__TRY IT__: The answer should be each line of the records that contains the word "const"; please copy them all.

__RECORDS PROVIDED__:
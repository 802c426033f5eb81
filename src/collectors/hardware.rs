//! Hardware information collection (CPU, GPU, memory, disk, displays)

use crate::data::{CpuInfo, Usage};
use crate::error::{FastfetchError, Result};
use crate::state::Snapshot;
use crate::utils::{command::*, file::*, parsing::clean_cpu_name};
use std::fs;
use std::io::{BufRead, BufReader};
use std::path::Path;

const CPUINFO: &str = "/proc/cpuinfo";
const CPU_MAX_FREQ: &str = "/sys/devices/system/cpu/cpu0/cpufreq/cpuinfo_max_freq";
const MEMINFO: &str = "/proc/meminfo";
const DRM_DIR: &str = "/sys/class/drm";

/// `model name` on x86; ARM kernels use one of the others
const CPU_MODEL_KEYS: &[&str] = &["model name", "Hardware", "Processor", "cpu model", "cpu"];

pub fn collect_cpu_info() -> Result<CpuInfo> {
    let model = read_cpu_model(CPUINFO)?;
    // SAFETY: sysconf has no preconditions
    let online = unsafe { libc::sysconf(libc::_SC_NPROCESSORS_ONLN) };

    Ok(CpuInfo {
        model,
        logical_cores: usize::try_from(online).unwrap_or(0),
        max_khz: read_value(CPU_MAX_FREQ).and_then(|khz| khz.parse().ok()),
    })
}

pub fn read_cpu_model<P: AsRef<Path>>(cpuinfo: P) -> Result<String> {
    let cpuinfo = cpuinfo.as_ref();
    CPU_MODEL_KEYS
        .iter()
        .find_map(|key| parse_prop_file_with(cpuinfo, key, ':').filter(|v| !v.is_empty()))
        .map(|raw| clean_cpu_name(&raw))
        .ok_or_else(|| FastfetchError::Detection("CPU info not found".to_string()))
}

/// Used and total RAM, preferring `/proc/meminfo` over the sysinfo snapshot
pub fn collect_memory_info(snapshot: &Snapshot) -> Result<Usage> {
    let from_meminfo = fs::File::open(MEMINFO)
        .map_err(|err| tracing::debug!(%err, "meminfo not readable"))
        .ok()
        .and_then(|file| parse_meminfo(BufReader::new(file)));

    match from_meminfo {
        Some(usage) => Ok(usage),
        None if snapshot.total_ram > 0 => Ok(Usage {
            used: snapshot
                .total_ram
                .saturating_sub(snapshot.free_ram)
                .saturating_sub(snapshot.buffer_ram),
            total: snapshot.total_ram,
        }),
        None => Err(FastfetchError::Detection("Memory info not found".to_string())),
    }
}

/// Sizes in `/proc/meminfo` are kB; the result is in bytes.
/// Kernels without `MemAvailable` get free + buffers + cached instead.
pub fn parse_meminfo<R: BufRead>(reader: R) -> Option<Usage> {
    let mut total = None;
    let mut available = None;
    let mut free_parts = [None; 3];

    for line in reader.lines().map_while(|line| line.ok()) {
        let Some((key, rest)) = line.split_once(':') else {
            continue;
        };
        let Some(kb) = rest.split_whitespace().next().and_then(|v| v.parse::<u64>().ok()) else {
            continue;
        };
        match key {
            "MemTotal" => total = Some(kb),
            "MemAvailable" => available = Some(kb),
            "MemFree" => free_parts[0] = Some(kb),
            "Buffers" => free_parts[1] = Some(kb),
            "Cached" => free_parts[2] = Some(kb),
            _ => {}
        }
        if total.is_some() && available.is_some() {
            break;
        }
    }

    let total = total?;
    let available = available.or_else(|| free_parts.iter().copied().sum())?;
    Some(Usage {
        used: total.saturating_sub(available) * 1024,
        total: total * 1024,
    })
}

/// Usage of the filesystem mounted at `/`
pub fn collect_disk_info() -> Result<Usage> {
    statvfs_usage(Path::new("/"))
}

pub fn statvfs_usage(path: &Path) -> Result<Usage> {
    use std::ffi::CString;
    use std::os::unix::ffi::OsStrExt;

    let path_cstr = CString::new(path.as_os_str().as_bytes())
        .map_err(|_| FastfetchError::Parse("path contains a NUL byte".to_string()))?;

    // SAFETY: `stat` is a plain C struct that statvfs fills in completely on success
    let mut stat: libc::statvfs = unsafe { std::mem::zeroed() };
    if unsafe { libc::statvfs(path_cstr.as_ptr(), &mut stat) } != 0 {
        return Err(std::io::Error::last_os_error().into());
    }

    let frsize = stat.f_frsize as u64;
    let total = (stat.f_blocks as u64).saturating_mul(frsize);
    let free = (stat.f_bfree as u64).saturating_mul(frsize);
    Ok(Usage {
        used: total.saturating_sub(free),
        total,
    })
}

/// Display controllers from `lspci`, falling back to DRM vendor ids
pub fn collect_gpus() -> Result<Vec<String>> {
    if command_exists("lspci") {
        match run_command("lspci", &["-mm"]) {
            Ok(output) => {
                let gpus: Vec<String> = output.lines().filter_map(parse_lspci_line).collect();
                if !gpus.is_empty() {
                    return Ok(gpus);
                }
            }
            Err(err) => tracing::debug!(%err, "lspci failed"),
        }
    }

    let gpus = drm_gpus(Path::new(DRM_DIR));
    if gpus.is_empty() {
        return Err(FastfetchError::Detection("No GPU found".to_string()));
    }
    Ok(gpus)
}

/// Split a `lspci -mm` line into its quoted fields
fn quoted_fields(line: &str) -> Vec<&str> {
    line.split('"')
        .skip(1)
        .step_by(2)
        .collect()
}

/// `00:02.0 "VGA compatible controller" "Intel Corporation" "UHD Graphics 620" ...`
pub fn parse_lspci_line(line: &str) -> Option<String> {
    let fields = quoted_fields(line);
    let (class, vendor, device) = (fields.first()?, fields.get(1)?, fields.get(2)?);
    let is_display = ["VGA compatible controller", "3D controller", "Display controller"]
        .iter()
        .any(|c| class.starts_with(c));
    if !is_display {
        return None;
    }

    Some(format!("{} {}", short_vendor(vendor), device_model(device)))
}

fn short_vendor(vendor: &str) -> &str {
    if vendor.contains("Advanced Micro Devices") || vendor.contains("AMD") {
        "AMD"
    } else if vendor.contains("NVIDIA") {
        "NVIDIA"
    } else if vendor.contains("Intel") {
        "Intel"
    } else {
        vendor.split_whitespace().next().unwrap_or(vendor)
    }
}

/// Marketing name in the last bracket pair, e.g. `TU106 [GeForce RTX 2070]`
fn device_model(device: &str) -> &str {
    let device = device.trim();
    device
        .rfind('[')
        .and_then(|start| {
            let inner = &device[start + 1..];
            inner.find(']').map(|end| inner[..end].trim())
        })
        .filter(|inner| !inner.is_empty())
        .unwrap_or(device)
}

fn vendor_name(id: &str) -> Option<&'static str> {
    match id {
        "0x8086" => Some("Intel"),
        "0x1002" => Some("AMD"),
        "0x10de" => Some("NVIDIA"),
        _ => None,
    }
}

/// GPUs named from the `cardN/device/{vendor,device}` PCI ids
pub fn drm_gpus(drm: &Path) -> Vec<String> {
    let mut cards: Vec<_> = match fs::read_dir(drm) {
        Ok(entries) => entries
            .filter_map(|e| e.ok())
            .map(|e| e.file_name().to_string_lossy().into_owned())
            .filter(|name| name.starts_with("card") && !name.contains('-'))
            .collect(),
        Err(err) => {
            tracing::debug!(%err, "no DRM devices");
            return Vec::new();
        }
    };
    cards.sort();

    cards
        .iter()
        .filter_map(|card| {
            let device = drm.join(card).join("device");
            let vendor = read_value(device.join("vendor"))?;
            let name = vendor_name(&vendor).unwrap_or("Unknown");
            Some(match read_value(device.join("device")) {
                Some(id) => format!("{} GPU ({})", name, id),
                None => format!("{} GPU", name),
            })
        })
        .collect()
}

pub fn collect_resolutions() -> Result<Vec<String>> {
    collect_resolutions_in(Path::new(DRM_DIR))
}

/// Preferred (first listed) mode of every connected connector below `drm`
pub fn collect_resolutions_in(drm: &Path) -> Result<Vec<String>> {
    let no_display = || FastfetchError::Detection("No connected display found".to_string());

    let entries = fs::read_dir(drm).map_err(|err| {
        tracing::debug!(path = %drm.display(), %err, "no DRM connectors");
        no_display()
    })?;
    let mut connectors: Vec<_> = entries
        .filter_map(|e| e.ok())
        .map(|e| e.path())
        .filter(|path| read_value(path.join("status")).as_deref() == Some("connected"))
        .collect();
    connectors.sort();

    let modes: Vec<String> = connectors
        .iter()
        .filter_map(|path| read_value(path.join("modes")))
        .collect();
    if modes.is_empty() {
        return Err(no_display());
    }
    Ok(modes)
}

#[cfg(test)]
mod tests {
    use super::*;
    use std::io::Cursor;

    #[test]
    fn lspci_display_controllers() {
        let intel = r#"00:02.0 "VGA compatible controller" "Intel Corporation" "UHD Graphics 620" -r07 "Lenovo" "Device 2279""#;
        assert_eq!(parse_lspci_line(intel).as_deref(), Some("Intel UHD Graphics 620"));

        let nvidia = r#"01:00.0 "3D controller" "NVIDIA Corporation" "TU106 [GeForce RTX 2070]" -ra1 "" """#;
        assert_eq!(parse_lspci_line(nvidia).as_deref(), Some("NVIDIA GeForce RTX 2070"));

        let amd = r#"03:00.0 "VGA compatible controller" "Advanced Micro Devices, Inc. [AMD/ATI]" "Navi 32 [Radeon RX 7700 XT / 7800 XT]" -rc8 "" """#;
        assert_eq!(
            parse_lspci_line(amd).as_deref(),
            Some("AMD Radeon RX 7700 XT / 7800 XT")
        );

        let usb = r#"00:14.0 "USB controller" "Intel Corporation" "Cannon Point-LP USB 3.1 xHCI Host Controller" -r30 "Lenovo" "Device 2292""#;
        assert_eq!(parse_lspci_line(usb), None);
        assert_eq!(parse_lspci_line("garbage"), None);
    }

    #[test]
    fn meminfo_with_available() {
        let meminfo = "\
MemTotal:        8049260 kB
MemFree:          901432 kB
MemAvailable:    4024630 kB
Buffers:          210000 kB
";
        let usage = parse_meminfo(Cursor::new(meminfo)).unwrap();
        assert_eq!(usage.total, 8049260 * 1024);
        assert_eq!(usage.used, (8049260 - 4024630) * 1024);
    }

    #[test]
    fn meminfo_without_available() {
        let meminfo = "\
MemTotal:        1000 kB
MemFree:          200 kB
Buffers:          100 kB
Cached:           300 kB
";
        let usage = parse_meminfo(Cursor::new(meminfo)).unwrap();
        assert_eq!(usage.used, 400 * 1024);
        assert_eq!(parse_meminfo(Cursor::new("MemFree: 1 kB\n")), None);
    }

    #[test]
    fn cpu_model_from_cpuinfo() {
        let dir = tempfile::tempdir().unwrap();
        let path = dir.path().join("cpuinfo");
        fs::write(
            &path,
            "processor\t: 0\nvendor_id\t: GenuineIntel\nmodel name\t: Intel(R) Core(TM) i7-8565U CPU @ 1.80GHz\n",
        )
        .unwrap();
        assert_eq!(read_cpu_model(&path).unwrap(), "Intel Core i7-8565U");

        fs::write(&path, "processor\t: 0\nBogoMIPS\t: 108.00\n\nHardware\t: BCM2835\n").unwrap();
        assert_eq!(read_cpu_model(&path).unwrap(), "BCM2835");

        fs::write(&path, "processor\t: 0\n").unwrap();
        assert!(read_cpu_model(&path).is_err());
    }

    #[test]
    fn resolutions_of_connected_connectors() {
        let dir = tempfile::tempdir().unwrap();
        let connector = |name: &str, status: &str, modes: &str| {
            let path = dir.path().join(name);
            fs::create_dir(&path).unwrap();
            fs::write(path.join("status"), status).unwrap();
            fs::write(path.join("modes"), modes).unwrap();
        };
        connector("card0-eDP-1", "connected\n", "1920x1080\n1280x720\n");
        connector("card0-HDMI-A-1", "disconnected\n", "");
        connector("card1-DP-2", "connected\n", "2560x1440\n");

        assert_eq!(
            collect_resolutions_in(dir.path()).unwrap(),
            vec!["1920x1080".to_string(), "2560x1440".to_string()]
        );
    }

    #[test]
    fn missing_drm_reads_as_no_display() {
        let dir = tempfile::tempdir().unwrap();
        for drm in [dir.path().join("missing"), dir.path().to_path_buf()] {
            let err = collect_resolutions_in(&drm).unwrap_err();
            assert_eq!(err.to_string(), "No connected display found");
        }
    }

    #[test]
    fn gpus_from_drm_ids() {
        let dir = tempfile::tempdir().unwrap();
        let device = dir.path().join("card0/device");
        fs::create_dir_all(&device).unwrap();
        fs::write(device.join("vendor"), "0x8086\n").unwrap();
        fs::write(device.join("device"), "0x3ea0\n").unwrap();
        fs::create_dir_all(dir.path().join("card0-eDP-1")).unwrap();

        assert_eq!(drm_gpus(dir.path()), vec!["Intel GPU (0x3ea0)".to_string()]);
    }

    #[test]
    fn root_filesystem_has_size() {
        let usage = statvfs_usage(Path::new("/")).unwrap();
        assert!(usage.total > 0);
        assert!(usage.used <= usage.total);
    }
}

__OUTPUT BELOW__:
const CPUINFO: &str = "/proc/cpuinfo";
const CPU_MAX_FREQ: &str = "/sys/devices/system/cpu/cpu0/cpufreq/cpuinfo_max_freq";
const MEMINFO: &str = "/proc/meminfo";
const DRM_DIR: &str = "/sys/class/drm";
const CPU_MODEL_KEYS: &[&str] = &["model name", "Hardware", "Processor", "cpu model", "cpu"];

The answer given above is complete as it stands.